* [What you need to do]
For this exercise, repeat the records below exactly as written.

* [Records for processing]
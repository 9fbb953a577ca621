use typeweave_core::{DefinitionMap, Error, Node};

use super::{Schema, SchemaBuilder, SchemaGraph, SchemaId, to_schema};

fn tree_definitions() -> DefinitionMap {
    let mut definitions = DefinitionMap::new();
    definitions.insert(
        "Tree",
        Node::object([
            ("value", Node::Number),
            ("children", Node::array(Node::reference("Tree", None))),
        ]),
        Some("Tree".to_string()),
    );
    definitions
}

fn object_fields(graph: &SchemaGraph, id: SchemaId) -> Vec<(String, SchemaId)> {
    match graph.get(id) {
        Schema::Object(properties) => properties.iter().map(|(k, v)| (k.clone(), *v)).collect(),
        other => panic!("expected object, got {}", other.kind_name()),
    }
}

#[test]
fn primitives_and_containers() {
    let node = Node::record(Node::String, Node::array(Node::Boolean));
    let (graph, root) = to_schema(&node, &DefinitionMap::new()).unwrap();

    let Schema::Record { key, value } = graph.get(root) else {
        panic!("expected record");
    };
    assert_eq!(graph.get(*key), &Schema::String);
    let Schema::Array(element) = graph.get(*value) else {
        panic!("expected array");
    };
    assert_eq!(graph.get(*element), &Schema::Boolean);
}

#[test]
fn optional_union_becomes_optional_schema() {
    let node = Node::object([("age", Node::optional(Node::Number))]);
    let (graph, root) = to_schema(&node, &DefinitionMap::new()).unwrap();

    let fields = object_fields(&graph, root);
    let Schema::Optional(inner) = graph.get(fields[0].1) else {
        panic!("expected optional");
    };
    assert_eq!(graph.get(*inner), &Schema::Number);
}

#[test]
fn single_member_union_collapses() {
    let node = Node::union(vec![Node::Date]).unwrap();
    let (graph, root) = to_schema(&node, &DefinitionMap::new()).unwrap();
    assert_eq!(graph.get(root), &Schema::Date);
    assert_eq!(graph.len(), 1);
}

#[test]
fn recursive_definition_uses_one_lazy_handle() {
    let definitions = tree_definitions();
    let root = Node::object([
        ("left", Node::reference("Tree", None)),
        ("right", Node::reference("Tree", None)),
    ]);
    let (graph, root) = to_schema(&root, &definitions).unwrap();

    let fields = object_fields(&graph, root);
    assert_eq!(fields[0].1, fields[1].1);
    let Schema::Lazy(lazy) = graph.get(fields[0].1) else {
        panic!("expected lazy");
    };
    assert_eq!(graph.lazy_name(*lazy), "Tree");
    assert_eq!(graph.lazies().count(), 1);

    let tree = graph.resolve(fields[0].1).unwrap();
    let Schema::Object(properties) = tree else {
        panic!("expected object");
    };
    let Schema::Array(element) = graph.get(properties["children"]) else {
        panic!("expected array");
    };
    // the self-reference points back at the same lazy handle
    assert_eq!(*element, fields[0].1);
}

#[test]
fn lazy_is_filled_after_body() {
    let definitions = tree_definitions();
    let mut builder = SchemaBuilder::new(&definitions);
    let handle = builder.build(&Node::reference("Tree", None)).unwrap();
    let Schema::Lazy(lazy) = builder.graph().get(handle) else {
        panic!("expected lazy");
    };
    let target = builder.graph().lazy_target(*lazy).unwrap();
    assert!(target > handle);
}

#[test]
fn unfilled_lazy_is_an_error() {
    let mut graph = SchemaGraph::new();
    let lazy = graph.lazy("Pending");
    let handle = graph.add(Schema::Lazy(lazy));
    assert_eq!(graph.resolve(handle), Err(Error::UnresolvedLazy(0)));
    assert_eq!(
        Error::UnresolvedLazy(0).to_string(),
        "lazy schema #0 is not resolved"
    );
}

#[test]
fn unresolved_reference() {
    let node = Node::reference("Nope", None);
    let err = to_schema(&node, &DefinitionMap::new()).unwrap_err();
    assert_eq!(err, Error::UnresolvedReference("Nope".to_string()));
}
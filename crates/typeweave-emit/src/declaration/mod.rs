//! Type-declaration emitter.
//!
//! Converts nodes into a TypeScript type syntax tree ([`TypeNode`]) and prints
//! it through a [`Printer`].

mod ast;
mod config;
mod emitter;
mod printer;

#[cfg(test)]
mod emitter_tests;

pub use ast::{Keyword, Parameter, PropertySignature, TupleMember, TypeAlias, TypeNode};
pub use config::DeclarationConfig;
pub use emitter::DeclarationEmitter;
pub use printer::{Printer, TypeScriptPrinter};

use typeweave_core::{DefinitionMap, Node, Result};

/// Print every definition followed by `type <root_name> = <root>`.
pub fn print_module(
    root: &Node,
    root_name: &str,
    definitions: &DefinitionMap,
    config: DeclarationConfig,
) -> Result<String> {
    let emitter = DeclarationEmitter::new(definitions);
    let printer = TypeScriptPrinter::new(config);

    let mut aliases = emitter.emit_definitions()?;
    aliases.push(TypeAlias {
        name: root_name.to_string(),
        ty: emitter.emit(root)?,
    });

    let mut out = String::new();
    for alias in &aliases {
        out.push_str(&printer.print_alias(alias));
        out.push('\n');
    }
    Ok(out)
}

* [Task response]
repository 9fbb953a577ca621
use typeweave_core::{DefinitionMap, Error, Node};

use super::{Schema, SchemaBuilder, SchemaGraph, SchemaId, to_schema};

fn tree_definitions() -> DefinitionMap {
    let mut definitions = DefinitionMap::new();
    definitions.insert(
        "Tree",
        Node::object([
            ("value", Node::Number),
            ("children", Node::array(Node::reference("Tree", None))),
        ]),
        Some("Tree".to_string()),
    );
    definitions
}

fn object_fields(graph: &SchemaGraph, id: SchemaId) -> Vec<(String, SchemaId)> {
    match graph.get(id) {
        Schema::Object(properties) => properties.iter().map(|(k, v)| (k.clone(), *v)).collect(),
        other => panic!("expected object, got {}", other.kind_name()),
    }
}

#[test]
fn primitives_and_containers() {
    let node = Node::record(Node::String, Node::array(Node::Boolean));
    let (graph, root) = to_schema(&node, &DefinitionMap::new()).unwrap();

    let Schema::Record { key, value } = graph.get(root) else {
        panic!("expected record");
    };
    assert_eq!(graph.get(*key), &Schema::String);
    let Schema::Array(element) = graph.get(*value) else {
        panic!("expected array");
    };
    assert_eq!(graph.get(*element), &Schema::Boolean);
}

#[test]
fn optional_union_becomes_optional_schema() {
    let node = Node::object([("age", Node::optional(Node::Number))]);
    let (graph, root) = to_schema(&node, &DefinitionMap::new()).unwrap();

    let fields = object_fields(&graph, root);
    let Schema::Optional(inner) = graph.get(fields[0].1) else {
        panic!("expected optional");
    };
    assert_eq!(graph.get(*inner), &Schema::Number);
}

#[test]
fn single_member_union_collapses() {
    let node = Node::union(vec![Node::Date]).unwrap();
    let (graph, root) = to_schema(&node, &DefinitionMap::new()).unwrap();
    assert_eq!(graph.get(root), &Schema::Date);
    assert_eq!(graph.len(), 1);
}

#[test]
fn recursive_definition_uses_one_lazy_handle() {
    let definitions = tree_definitions();
    let root = Node::object([
        ("left", Node::reference("Tree", None)),
        ("right", Node::reference("Tree", None)),
    ]);
    let (graph, root) = to_schema(&root, &definitions).unwrap();

    let fields = object_fields(&graph, root);
    assert_eq!(fields[0].1, fields[1].1);
    let Schema::Lazy(lazy) = graph.get(fields[0].1) else {
        panic!("expected lazy");
    };
    assert_eq!(graph.lazy_name(*lazy), "Tree");
    assert_eq!(graph.lazies().count(), 1);

    let tree = graph.resolve(fields[0].1).unwrap();
    let Schema::Object(properties) = tree else {
        panic!("expected object");
    };
    let Schema::Array(element) = graph.get(properties["children"]) else {
        panic!("expected array");
    };
    // the self-reference points back at the same lazy handle
    assert_eq!(*element, fields[0].1);
}

#[test]
fn lazy_is_filled_after_body() {
    let definitions = tree_definitions();
    let mut builder = SchemaBuilder::new(&definitions);
    let handle = builder.build(&Node::reference("Tree", None)).unwrap();
    let Schema::Lazy(lazy) = builder.graph().get(handle) else {
        panic!("expected lazy");
    };
    let target = builder.graph().lazy_target(*lazy).unwrap();
    assert!(target > handle);
}

#[test]
fn unfilled_lazy_is_an_error() {
    let mut graph = SchemaGraph::new();
    let lazy = graph.lazy("Pending");
    let handle = graph.add(Schema::Lazy(lazy));
    assert_eq!(graph.resolve(handle), Err(Error::UnresolvedLazy(0)));
    assert_eq!(
        Error::UnresolvedLazy(0).to_string(),
        "lazy schema #0 is not resolved"
    );
}

#[test]
fn unresolved_reference() {
    let node = Node::reference("Nope", None);
    let err = to_schema(&node, &DefinitionMap::new()).unwrap_err();
    assert_eq!(err, Error::UnresolvedReference("Nope".to_string()));
}
filename crates/typeweave-emit/src/declaration/mod.rs
//! Type-declaration emitter.
//!
//! Converts nodes into a TypeScript type syntax tree ([`TypeNode`]) and prints
//! it through a [`Printer`].

mod ast;
mod config;
mod emitter;
mod printer;

#[cfg(test)]
mod emitter_tests;

pub use ast::{Keyword, Parameter, PropertySignature, TupleMember, TypeAlias, TypeNode};
pub use config::DeclarationConfig;
pub use emitter::DeclarationEmitter;
pub use printer::{Printer, TypeScriptPrinter};

use typeweave_core::{DefinitionMap, Node, Result};

/// Print every definition followed by `type <root_name> = <root>`.
pub fn print_module(
    root: &Node,
    root_name: &str,
    definitions: &DefinitionMap,
    config: DeclarationConfig,
) -> Result<String> {
    let emitter = DeclarationEmitter::new(definitions);
    let printer = TypeScriptPrinter::new(config);

    let mut aliases = emitter.emit_definitions()?;
    aliases.push(TypeAlias {
        name: root_name.to_string(),
        ty: emitter.emit(root)?,
    });

    let mut out = String::new();
    for alias in &aliases {
        out.push_str(&printer.print_alias(alias));
        out.push('\n');
    }
    Ok(out)
}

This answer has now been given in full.